* [Exercise directions] Copy exactly the lines of the data below that run from the line holding "return Err(ConfigError::InvalidTimeout);" through the line holding "let defaults = DeliverySettings::default();", both ends included.

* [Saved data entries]
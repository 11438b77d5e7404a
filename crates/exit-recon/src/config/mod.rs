mod catalog;

use std::collections::BTreeSet;
use std::env;
use std::fmt;
use std::net::{IpAddr, SocketAddr};
use std::path::{Path, PathBuf};
use std::time::Duration;

use crate::workflows::offboarding::delivery::DeliverySettings;
use crate::workflows::offboarding::roster::RosterSource;

pub use catalog::{CatalogError, SystemCatalog};

const DEFAULT_SYSTEMS_FILE: &str = "config/systems.toml";
const DEFAULT_LAST_MODIFIED: &str = "01-03-2025 11:00:00";

/// Distinguishes runtime behavior for different stages of the service.
#[derive(Debug, Clone, Copy, PartialEq, Eq)]
pub enum AppEnvironment {
    Development,
    Test,
    Production,
}

impl AppEnvironment {
    fn from_str(value: &str) -> Self {
        match value.trim().to_ascii_lowercase().as_str() {
            "prod" | "production" => Self::Production,
            "test" | "ci" => Self::Test,
            _ => Self::Development,
        }
    }
}

/// Top-level configuration for the application.
#[derive(Debug, Clone)]
pub struct AppConfig {
    pub environment: AppEnvironment,
    pub server: ServerConfig,
    pub telemetry: TelemetryConfig,
    /// `None` until `ROSTER_URL` is set; batches refuse to start without it.
    pub roster: Option<RosterSource>,
    pub batch: BatchConfig,
    pub report: ReportConfig,
    pub systems: SystemCatalog,
}

impl AppConfig {
    pub fn load() -> Result<Self, ConfigError> {
        dotenvy::dotenv().ok();

        let environment = AppEnvironment::from_str(
            &env::var("APP_ENV").unwrap_or_else(|_| "development".to_string()),
        );

        let host = env::var("APP_HOST").unwrap_or_else(|_| "127.0.0.1".to_string());
        let port = env::var("APP_PORT")
            .unwrap_or_else(|_| "3000".to_string())
            .parse::<u16>()
            .map_err(|_| ConfigError::InvalidPort)?;

        let log_level = env::var("APP_LOG_LEVEL").unwrap_or_else(|_| "info".to_string());

        Ok(Self {
            environment,
            server: ServerConfig { host, port },
            telemetry: TelemetryConfig { log_level },
            roster: load_roster(),
            batch: load_batch()?,
            report: load_report()?,
            systems: load_systems()?,
        })
    }

    pub fn roster_source(&self) -> Result<&RosterSource, ConfigError> {
        self.roster.as_ref().ok_or(ConfigError::MissingRosterUrl)
    }
}

/// Settings controlling the HTTP server binding.
#[derive(Debug, Clone)]
pub struct ServerConfig {
    pub host: String,
    pub port: u16,
}

impl ServerConfig {
    pub fn socket_addr(&self) -> Result<SocketAddr, ConfigError> {
        if self.host.eq_ignore_ascii_case("localhost") {
            return Ok(SocketAddr::new(IpAddr::from([127, 0, 0, 1]), self.port));
        }

        let ip: IpAddr = self
            .host
            .parse()
            .map_err(|source| ConfigError::InvalidHost { source })?;

        Ok(SocketAddr::new(ip, self.port))
    }
}

/// Tracing controls.
#[derive(Debug, Clone)]
pub struct TelemetryConfig {
    pub log_level: String,
}

/// Fan-out limits applied to every batch and lookup.
#[derive(Debug, Clone, Copy, PartialEq, Eq)]
pub struct BatchConfig {
    pub max_concurrency: usize,
    pub upstream_timeout: Duration,
}

/// Where the artifact goes and who receives it.
#[derive(Debug, Clone)]
pub struct ReportConfig {
    pub output_dir: PathBuf,
    pub delivery: DeliverySettings,
}

fn non_empty_var(name: &str) -> Option<String> {
    env::var(name)
        .ok()
        .map(|value| value.trim().to_string())
        .filter(|value| !value.is_empty())
}

fn load_roster() -> Option<RosterSource> {
    let url = non_empty_var("ROSTER_URL")?;
    Some(RosterSource {
        url,
        api_key: env::var("ROSTER_API_KEY").unwrap_or_default(),
        dataset_key: env::var("ROSTER_DATASET_KEY").unwrap_or_default(),
        auth_header: non_empty_var("ROSTER_AUTH_HEADER"),
        last_modified: non_empty_var("ROSTER_LAST_MODIFIED")
            .unwrap_or_else(|| DEFAULT_LAST_MODIFIED.to_string()),
    })
}

fn load_batch() -> Result<BatchConfig, ConfigError> {
    let max_concurrency = non_empty_var("EXIT_MAX_CONCURRENCY")
        .map(|value| value.parse::<usize>())
        .transpose()
        .map_err(|_| ConfigError::InvalidConcurrency)?
        .unwrap_or(4);
    if max_concurrency == 0 {
        return Err(ConfigError::InvalidConcurrency);
    }

    let timeout_secs = non_empty_var("EXIT_UPSTREAM_TIMEOUT_SECS")
        .map(|value| value.parse::<u64>())
        .transpose()
        .map_err(|_| ConfigError::InvalidTimeout)?
        .unwrap_or(30);
    if timeout_secs == 0 {
        return Err(ConfigError::InvalidTimeout);
    }

    Ok(BatchConfig {
        max_concurrency,
        upstream_timeout: Duration::from_secs(timeout_secs),
    })
}

fn load_report() -> Result<ReportConfig, ConfigError> {
    let defaults = DeliverySettings::default();

    let recipients: BTreeSet<String> = env::var("REPORT_RECIPIENTS")
        .unwrap_or_default()
        .split(',')
        .map(str::trim)
        .filter(|address| !address.is_empty())
        .map(str::to_string)
        .collect();

    let keep_artifact = match non_empty_var("REPORT_KEEP_ARTIFACT") {
        None => false,
        Some(value) => parse_flag(&value).ok_or(ConfigError::InvalidFlag {
            name: "REPORT_KEEP_ARTIFACT",
        })?,
    };

    Ok(ReportConfig {
        output_dir: non_empty_var("REPORT_OUTPUT_DIR")
            .map(PathBuf::from)
            .unwrap_or_else(|| PathBuf::from(".")),
        delivery: DeliverySettings {
            recipients,
            subject: non_empty_var("REPORT_SUBJECT").unwrap_or(defaults.subject),
            body: non_empty_var("REPORT_BODY").unwrap_or(defaults.body),
            keep_artifact,
        },
    })
}

fn parse_flag(value: &str) -> Option<bool> {
    match value.to_ascii_lowercase().as_str() {
        "1" | "true" | "yes" | "on" => Some(true),
        "0" | "false" | "no" | "off" => Some(false),
        _ => None,
    }
}

fn load_systems() -> Result<SystemCatalog, ConfigError> {
    match non_empty_var("EXIT_SYSTEMS_FILE") {
        Some(path) => Ok(SystemCatalog::load(Path::new(&path))?),
        None => {
            let path = Path::new(DEFAULT_SYSTEMS_FILE);
            if path.exists() {
                Ok(SystemCatalog::load(path)?)
            } else {
                Ok(SystemCatalog::default())
            }
        }
    }
}

#[derive(Debug)]
pub enum ConfigError {
    InvalidPort,
    InvalidHost { source: std::net::AddrParseError },
    InvalidConcurrency,
    InvalidTimeout,
    InvalidFlag { name: &'static str },
    MissingRosterUrl,
    Catalog(CatalogError),
}

impl fmt::Display for ConfigError {
    fn fmt(&self, f: &mut fmt::Formatter<'_>) -> fmt::Result {
        match self {
            ConfigError::InvalidPort => write!(f, "APP_PORT must be a valid u16"),
            ConfigError::InvalidHost { .. } => {
                write!(f, "APP_HOST must parse to an IPv4 or IPv6 address")
            }
            ConfigError::InvalidConcurrency => {
                write!(f, "EXIT_MAX_CONCURRENCY must be a positive integer")
            }
            ConfigError::InvalidTimeout => {
                write!(f, "EXIT_UPSTREAM_TIMEOUT_SECS must be a positive number of seconds")
            }
            ConfigError::InvalidFlag { name } => write!(f, "{name} must be true or false"),
            ConfigError::MissingRosterUrl => {
                write!(f, "ROSTER_URL must be set to run an employee exit batch")
            }
            ConfigError::Catalog(err) => write!(f, "{err}"),
        }
    }
}

impl std::error::Error for ConfigError {
    fn source(&self) -> Option<&(dyn std::error::Error + 'static)> {
        match self {
            ConfigError::InvalidHost { source } => Some(source),
            ConfigError::Catalog(err) => Some(err),
            ConfigError::InvalidPort
            | ConfigError::InvalidConcurrency
            | ConfigError::InvalidTimeout
            | ConfigError::InvalidFlag { .. }
            | ConfigError::MissingRosterUrl => None,
        }
    }
}

impl From<CatalogError> for ConfigError {
    fn from(value: CatalogError) -> Self {
        Self::Catalog(value)
    }
}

* [Completed task]
        return Err(ConfigError::InvalidTimeout);
    }

    Ok(BatchConfig {
        max_concurrency,
        upstream_timeout: Duration::from_secs(timeout_secs),
    })
}

fn load_report() -> Result<ReportConfig, ConfigError> {
    let defaults = DeliverySettings::default();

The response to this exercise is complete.